Но почему мы находим необходимым так открыто обманывать друг друга? А потому, что изложенные выше идеи. и добродетели все же. существуют в сознании нашего современного общества—если не как добродетели, то как угрызения совести. Ибо так же верно, как то, что существует истина, и то, что существует истинное искусство. Самые высокие и самые благородные умы, перед которыми в знак радости склонились бы, как братья, Эсхил и Софокл, на протяжении веков возвышали свой голос в пустыне; мы их слышали, и их призыв еще звучит в наших ушах; но в наших пустых и пошлых сердцах замер живой отголосок их призыва; их слава заставляет нас дрожать, но их искусство вызывает наш смех; мы им позволили быть благородными художниками, но мы им не дали возможности создать произведение искусства, ибо великое, истинное, единое произведение искусства они не могут создать сами, наше соучастие здесь также необходимо. Трагедии Эсхила и Софокла были созданы Афинами.

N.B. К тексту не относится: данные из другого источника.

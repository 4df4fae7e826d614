//! Versions and load tokens for staleness detection.
//!
//! Every applied fetch completion and every invalidation bumps an entry's
//! version. A fetch captures the version it started at in a [`LoadToken`];
//! when its result arrives, the token is compared against the entry's current
//! version and the result is discarded if anything happened in between.

use std::fmt;

/// Monotonically increasing version of a cache entry.
#[derive(Debug, Clone, Copy, PartialEq, Eq, PartialOrd, Ord, Hash, Default)]
pub struct Version(u64);

impl Version {
    /// Version of a freshly created entry.
    pub fn zero() -> Self {
        Self(0)
    }

    pub fn new(sequence: u64) -> Self {
        Self(sequence)
    }

    pub fn sequence(&self) -> u64 {
        self.0
    }

    /// The version that follows this one.
    pub fn next(&self) -> Self {
        Self(self.0.saturating_add(1))
    }

    /// Check if this version is newer than another.
    pub fn is_newer_than(&self, other: &Version) -> bool {
        self.0 > other.0
    }
}

impl fmt::Display for Version {
    fn fmt(&self, f: &mut fmt::Formatter<'_>) -> fmt::Result {
        write!(f, "v{}", self.0)
    }
}

/// Proof that a load was started, carrying the version it started at.
///
/// Tokens are only minted by `CacheStore::begin_load` and are consumed by
/// `CacheStore::complete_load`.
#[derive(Debug, Clone, PartialEq, Eq, Hash)]
pub struct LoadToken {
    key: String,
    version: Version,
}

impl LoadToken {
    pub(crate) fn new(key: impl Into<String>, version: Version) -> Self {
        Self {
            key: key.into(),
            version,
        }
    }

    pub fn key(&self) -> &str {
        &self.key
    }

    /// Version of the entry when the load began.
    pub fn version(&self) -> Version {
        self.version
    }

    /// Whether a load started at this token is still current for `current`.
    pub fn is_current(&self, current: Version) -> bool {
        self.version == current
    }
}
//! Configuration loading for the EVENTGRID TUI.
//!
//! All fields are required unless explicitly marked optional.

use serde::Deserialize;
use std::path::{Path, PathBuf};
use std::time::Duration;

const DEFAULT_LOG_FILTER: &str = "info";

#[derive(Debug, Clone, PartialEq, Deserialize)]
#[serde(deny_unknown_fields)]
pub struct TuiConfig {
    pub api_base_url: String,
    pub request_timeout_ms: u64,
    pub refresh_interval_ms: u64,
    pub log_path: PathBuf,
    /// `EnvFilter` directive. `RUST_LOG` takes precedence when set.
    #[serde(default)]
    pub log_filter: Option<String>,
    #[serde(default)]
    pub log_format: LogFormat,
}

#[derive(Debug, Clone, Copy, PartialEq, Eq, Default, Deserialize)]
#[serde(rename_all = "lowercase")]
pub enum LogFormat {
    #[default]
    Text,
    Json,
}

#[derive(Debug, thiserror::Error)]
pub enum ConfigError {
    #[error("Missing configuration file path (use --config or EVENTGRID_CONFIG)")]
    MissingConfigPath,
    #[error("Failed to read config file: {0}")]
    Io(#[from] std::io::Error),
    #[error("Failed to parse config TOML: {0}")]
    Parse(#[from] toml::de::Error),
    #[error("Invalid config value for {field}: {reason}")]
    InvalidValue { field: &'static str, reason: String },
}

impl TuiConfig {
    pub fn load() -> Result<Self, ConfigError> {
        let path = config_path_from_args().or_else(config_path_from_env);
        let path = path.ok_or(ConfigError::MissingConfigPath)?;
        let config = Self::from_path(&path)?;
        config.validate()?;
        Ok(config)
    }

    pub fn from_path(path: &Path) -> Result<Self, ConfigError> {
        let contents = std::fs::read_to_string(path)?;
        Self::from_toml(&contents)
    }

    pub fn from_toml(contents: &str) -> Result<Self, ConfigError> {
        Ok(toml::from_str(contents)?)
    }

    pub fn validate(&self) -> Result<(), ConfigError> {
        let base_url = self.api_base_url.trim();
        if base_url.is_empty() {
            return Err(ConfigError::InvalidValue {
                field: "api_base_url",
                reason: "must not be empty".to_string(),
            });
        }
        if !(base_url.starts_with("http://") || base_url.starts_with("https://")) {
            return Err(ConfigError::InvalidValue {
                field: "api_base_url",
                reason: "must start with http:// or https://".to_string(),
            });
        }
        if self.request_timeout_ms == 0 {
            return Err(ConfigError::InvalidValue {
                field: "request_timeout_ms",
                reason: "must be > 0".to_string(),
            });
        }
        if self.refresh_interval_ms == 0 {
            return Err(ConfigError::InvalidValue {
                field: "refresh_interval_ms",
                reason: "must be > 0".to_string(),
            });
        }
        if self.log_path.as_os_str().is_empty() {
            return Err(ConfigError::InvalidValue {
                field: "log_path",
                reason: "must not be empty".to_string(),
            });
        }
        if matches!(&self.log_filter, Some(filter) if filter.trim().is_empty()) {
            return Err(ConfigError::InvalidValue {
                field: "log_filter",
                reason: "must not be empty when set".to_string(),
            });
        }
        Ok(())
    }

    pub fn request_timeout(&self) -> Duration {
        Duration::from_millis(self.request_timeout_ms)
    }

    pub fn refresh_interval(&self) -> Duration {
        Duration::from_millis(self.refresh_interval_ms)
    }

    pub fn log_filter(&self) -> &str {
        self.log_filter.as_deref().unwrap_or(DEFAULT_LOG_FILTER)
    }
}

fn config_path_from_env() -> Option<PathBuf> {
    std::env::var("EVENTGRID_CONFIG").ok().map(PathBuf::from)
}

fn config_path_from_args() -> Option<PathBuf> {
    let mut args = std::env::args().skip(1);
    while let Some(arg) = args.next() {
        if arg == "--config" {
            return args.next().map(PathBuf::from);
        }
    }
    None
}
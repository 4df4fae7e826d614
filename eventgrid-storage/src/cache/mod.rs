//! Cache layer with explicit staleness and versioned loads.
//!
//! This module provides the single-writer store behind the sync controller.
//!
//! # Design Philosophy
//!
//! Caches that hide their staleness lead to subtle bugs. Every entry here
//! carries its [`CacheStatus`] and [`Version`]; a load must present the
//! [`LoadToken`] it was started with, and a result whose token no longer
//! matches is dropped instead of overwriting newer state.
//!
//! # Example
//!
//! ```
//! use eventgrid_storage::cache::CacheStore;
//!
//! let mut store: CacheStore<String> = CacheStore::new();
//! let token = store.begin_load("events").expect("not loading yet");
//!
//! // A write lands before the fetch returns.
//! store.invalidate("events");
//!
//! // The fetch result is stale and discarded.
//! assert!(!store.complete_load(&token, Ok(vec!["old".to_string()])));
//! assert!(store.read("events").is_idle());
//! ```

pub mod entry;
pub mod store;
pub mod version;

pub use entry::{CacheEntry, CacheStatus};
pub use store::{CacheStore, Subscription};
pub use version::{LoadToken, Version};
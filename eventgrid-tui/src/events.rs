//! Event types for the TUI event loop.

use crossterm::event::KeyEvent;
use eventgrid_core::{ErrorKind, Event};
use eventgrid_storage::CacheStatus;

#[derive(Debug, Clone)]
pub enum TuiEvent {
    Input(KeyEvent),
    Tick,
    Resize { width: u16, height: u16 },
    /// The event collection moved to a new status.
    CacheChanged(CacheStatus),
    /// A submitted event came back from the service.
    WriteFinished(Result<Event, ErrorKind>),
}
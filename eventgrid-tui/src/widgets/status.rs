//! Status indicator widget.

use eventgrid_core::Event;
use eventgrid_storage::CacheEntry;
use ratatui::{
    layout::Rect,
    style::Style,
    widgets::{Block, Borders, Paragraph},
    Frame,
};

pub struct StatusIndicator {
    pub title: String,
    pub status: String,
    pub style: Style,
}

impl StatusIndicator {
    /// Summary of a cache entry, e.g. `ready v3 | 2 events | 12s ago`.
    pub fn for_entry(entry: &CacheEntry<Event>, style: Style) -> Self {
        let mut status = format!(
            "{} {} | {} events",
            entry.status(),
            entry.version(),
            entry.value().len()
        );
        if let Some(age) = entry.staleness() {
            status.push_str(&format!(" | {}s ago", age.as_secs()));
        }
        Self {
            title: "Cache".to_string(),
            status,
            style,
        }
    }

    pub fn render(&self, f: &mut Frame<'_>, area: Rect) {
        let paragraph = Paragraph::new(self.status.clone()).style(self.style).block(
            Block::default()
                .title(self.title.as_str())
                .borders(Borders::ALL),
        );
        f.render_widget(paragraph, area);
    }
}
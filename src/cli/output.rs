use std::time::Duration;

use colored::Colorize;
use indicatif::{ProgressBar, ProgressStyle};

/// Print a success message.
pub fn success(msg: &str) {
    println!("  {} {}", "✓".green(), msg);
}

/// Print a warning message.
pub fn warning(msg: &str) {
    println!("  {} {}", "⚠".yellow(), msg);
}

/// Print an error message.
pub fn error(msg: &str) {
    eprintln!("  {} {}", "✗".red(), msg);
}

/// Print a header line.
pub fn header(msg: &str) {
    println!("\n{}", msg.bold());
}

/// Start a spinner on stderr. Hidden automatically when stderr is not a terminal.
pub fn spinner(msg: &str) -> ProgressBar {
    let sp = ProgressBar::new_spinner();
    sp.set_style(
        ProgressStyle::with_template("  {spinner:.cyan} {msg}")
            .unwrap_or_else(|_| ProgressStyle::default_spinner()),
    );
    sp.set_message(msg.to_string());
    sp.enable_steady_tick(Duration::from_millis(80));
    sp
}
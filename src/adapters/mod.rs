pub mod transport;
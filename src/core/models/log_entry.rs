use serde::{Deserialize, Serialize};

/// One audit log record as served by the collector's query service.
///
/// Field names are the wire contract: a row missing any of them is rejected
/// when the response is normalized.
#[derive(Debug, Clone, PartialEq, Eq, Serialize, Deserialize)]
pub struct LogEntry {
    pub id: String,
    /// Epoch seconds.
    pub timestamp: i64,
    pub service_name: String,
    pub operation: String,
}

Но к чему нам слава благородных художников? Какая нам польза от того, что Шекспир, подобно второму творцу, раскрыл перед нами бесконечное богатство истинной человеческой природы? Какая польза нам от того, что Бетховен придал музыке самостоятельную, мужественную поэтическую мощь? Обратитесь с вопросом к жалким карикатурам ваших театров, к гнусной пошлости вашей оперной музыки—и вы услышите ответ! Но разве вам нужно спрашивать? О нет! Вы прекрасно знаете, что все это существует; вы, впрочем, и не хотите, чтобы это было по-другому, вы только притворяетесь, что вы этого не знаете.

Каково же ваше искусство, ваша драма?

Февральская революция лишила театры в Париже правительственной поддержки, и многим из них грозила гибель. После июньских дней Кавеньяк, на которого была возложена забота о поддержке существующего социального строя, пришел им на помощь и потребовал субсидий, чтоб поддержать их существование. А почему? Потому что голод, пролетариат увеличивались бы с закрытием театров. Вот единственный интерес, который государство питает к театру! Оно видит в нем прежде всего промышленное заведение и, в частности, находит в нем средство, которое отвлекает, расслабляя ум, поглощает энергию и может служить против угрожающей агитации воспламененной человеческой мысли, в состоянии самой глубокой печали хранящей в себе ресурсы, при помощи которых обесчещенная человеческая природа станет сама собой, хотя бы пришлось пожертвовать существованием наших театральных заведений, так хорошо приспособленных к их цели!

Вот каково честно высказанное мнение; его откровенность можно сравнить с жалобами наших современных художников и с их ненавистью к революции. Но какое дело может быть искусству до этих забот и до этих жалоб?